Bien que chaque crise apporte un changement social, en centre d’artistes, les questions d’équité ne sont pas d’aujourd’hui. Ces lieux se positionnent toujours en fonction d’enjeux propres à la tradition de l’association. Des initiatives de conscientisation font cependant en sorte que le milieu devient une référence pour mieux définir son positionnement contre la discrimination pour une parité plus affirmée. Comme l’écrivait Laurence D. Dubuc dans un article en 2021, il y a, au sein du réseau des centres d’artistes, un développement de pratiques et de politiques qui relèvent d’une éthique du « prendre soin6 ». Je suis d’accord. Nous devons prendre soin de nous et cela se fait notamment par la réduction de nos activités – ou du moins par leur inscription dans la durée –, pour épargner les artistes, ainsi que les travailleuses et travailleurs culturels, et considérer leurs capacités de rendement dans la production de projets. Un leadership partagé dans les équipes peut également contribuer à décentraliser le pouvoir et à répartir plus efficacement les responsabilités entre collègues. Dans nos programmations, nous devons mettre en application les pratiques du ralentissement et miser sur l’expérimentation afin d’intégrer des habitudes processuelles dans le fonctionnement des centres.

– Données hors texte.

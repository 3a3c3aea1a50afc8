//! Round-robin load balancing strategy.

use std::sync::atomic::{AtomicUsize, Ordering};
use std::sync::Arc;

use crate::client::query::SolrQuery;
use crate::client::server::SolrServer;
use crate::load_balancer::{pool::ServerPool, LoadBalancer};

/// Round-robin selector.
/// Stores an internal counter to rotate through healthy servers.
#[derive(Debug)]
pub struct RoundRobin {
    pool: ServerPool,
    counter: AtomicUsize,
}

impl RoundRobin {
    pub fn new(pool: ServerPool) -> Self {
        Self {
            pool,
            counter: AtomicUsize::new(0),
        }
    }

    pub fn pool(&self) -> &ServerPool {
        &self.pool
    }
}

impl LoadBalancer for RoundRobin {
    fn select_server(&self, _query: &SolrQuery) -> Option<Arc<SolrServer>> {
        let entries = self.pool.entries();
        if entries.is_empty() {
            return None;
        }

        // One full lap at most; None when every server is unhealthy.
        let start = self.counter.fetch_add(1, Ordering::Relaxed);
        let len = entries.len();
        (0..len)
            .map(|i| &entries[start.wrapping_add(i) % len])
            .find(|e| e.is_healthy())
            .map(|e| e.server.clone())
    }

    fn servers(&self) -> Vec<Arc<SolrServer>> {
        self.pool.servers()
    }

    fn update_server_state(&self, server: &SolrServer, healthy: bool) {
        self.pool.update(server, healthy);
    }

    fn is_server_healthy(&self, server: &SolrServer) -> bool {
        self.pool.entry(server).is_some_and(|e| e.is_healthy())
    }
}

#[cfg(test)]
mod tests {
    use super::*;
    use crate::load_balancer::Thresholds;

    fn lb() -> RoundRobin {
        let pool = ServerPool::from_addresses(
            &["http://a:8983/solr", "http://b:8983/solr"],
            Thresholds { healthy: 1, unhealthy: 1 },
        )
        .unwrap();
        RoundRobin::new(pool)
    }

    #[test]
    fn test_round_robin() {
        let lb = lb();
        let q = SolrQuery::new("*:*");

        let s1 = lb.select_server(&q).unwrap();
        let s2 = lb.select_server(&q).unwrap();
        let s3 = lb.select_server(&q).unwrap();
        assert_eq!(s1.base_url(), "http://a:8983/solr");
        assert_eq!(s2.base_url(), "http://b:8983/solr");
        assert_eq!(s3, s1);
    }

    #[test]
    fn test_skips_unhealthy() {
        let lb = lb();
        let q = SolrQuery::new("*:*");
        let a = SolrServer::new("http://a:8983/solr").unwrap();
        lb.update_server_state(&a, false);

        for _ in 0..4 {
            assert_eq!(lb.select_server(&q).unwrap().base_url(), "http://b:8983/solr");
        }
    }

    #[test]
    fn test_all_unhealthy() {
        let lb = lb();
        for s in lb.servers() {
            lb.update_server_state(&s, false);
        }
        assert!(lb.select_server(&SolrQuery::new("*:*")).is_none());
    }

    #[test]
    fn test_counter_wraparound() {
        let lb = lb();
        let q = SolrQuery::new("*:*");
        lb.counter.store(usize::MAX, Ordering::Relaxed);

        assert_eq!(lb.select_server(&q).unwrap().base_url(), "http://b:8983/solr");
        assert_eq!(lb.select_server(&q).unwrap().base_url(), "http://a:8983/solr");

        // An unhealthy server at the wrap point is still skipped.
        lb.counter.store(usize::MAX, Ordering::Relaxed);
        lb.update_server_state(&SolrServer::new("http://b:8983/solr").unwrap(), false);
        assert_eq!(lb.select_server(&q).unwrap().base_url(), "http://a:8983/solr");
    }

    #[test]
    fn test_reported_health_follows_state() {
        let lb = lb();
        let a = SolrServer::new("http://a:8983/solr").unwrap();
        assert!(lb.is_server_healthy(&a));
        lb.update_server_state(&a, false);
        assert!(!lb.is_server_healthy(&a));
        assert!(!lb.is_server_healthy(&SolrServer::new("http://zz:8983/solr").unwrap()));
    }

    #[test]
    fn test_empty_pool() {
        let lb = RoundRobin::new(ServerPool::new(Vec::new(), Thresholds::default()));
        assert!(lb.select_server(&SolrQuery::new("*:*")).is_none());
    }
}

Nous pouvons développer – même si nous devons faire décroître nos accomplissements – des liens affinitaires entre centres pour reconstituer ces zones de refuges. Les relations d’influence sont importantes dans l’apprentissage du « faire moins et mieux ». Lors du Forum des membres du RCAAQ en 2022, Catherine Bodmer invitait ses membres à inscrire la volonté du prendre soin dans les orientations stratégiques et les missions des organismes. Ensemble, en suivant notre passion pour l’art, nous devons dérégler les engrenages de la mécanisation exigeante – pour l’instant incessante – des centres d’artistes et contrer l’héritage de la croissance. Priorisons le travail collaboratif. Résistons à l’économie de la précarité en investissant directement dans nos artistes et nos équipes. Soyons la génération post-croissance en (nous) offrant enfin du temps.
1 Les centres bâtisseurs au Québec sont, entre autres, Artexte (1981), articule (1979), Dazibao (1980), OBORO (1982), Optica (1972), Powerhouse (1974) et Tangente (1980) à Montréal ; La Chambre blanche (1978), le Lieu (1982), l’Œil de Poisson (1985) et le Centre VU (1981) à Québec ; AXENÉO7 (1983) à Gatineau ; Espace virtuel (1986, devenu Centre Bang) à Chicoutimi ; et enfin, Langage Plus (1979) à Alma. Véhicule Art et Véhicule Presse, créés à Montréal respectivement en 1972 et 1973, ne sont plus des centres actifs aujourd’hui.
2 Camille Bédard, « Nouvelle direction au RCAAQ : entretien avec Catherine Bodmer », Vie des arts, nº 260 (automne 2020), p. 8-10.
3 René Viau, « Articule et la liberté d’expression », Vie des arts, nº 103 (été 1981), p. 42-44.
4 Anne Bertrand, « Canada : Les centres d’artistes autogérés : un espace politique », Inter, nº 119 (2015), p. 13-15.
5 Ibid.
6 Laurence D. Dubuc, « Vers une éthique du soin dans les arts visuels », Vie des arts, nº 263 (été 2021), p. 18-19.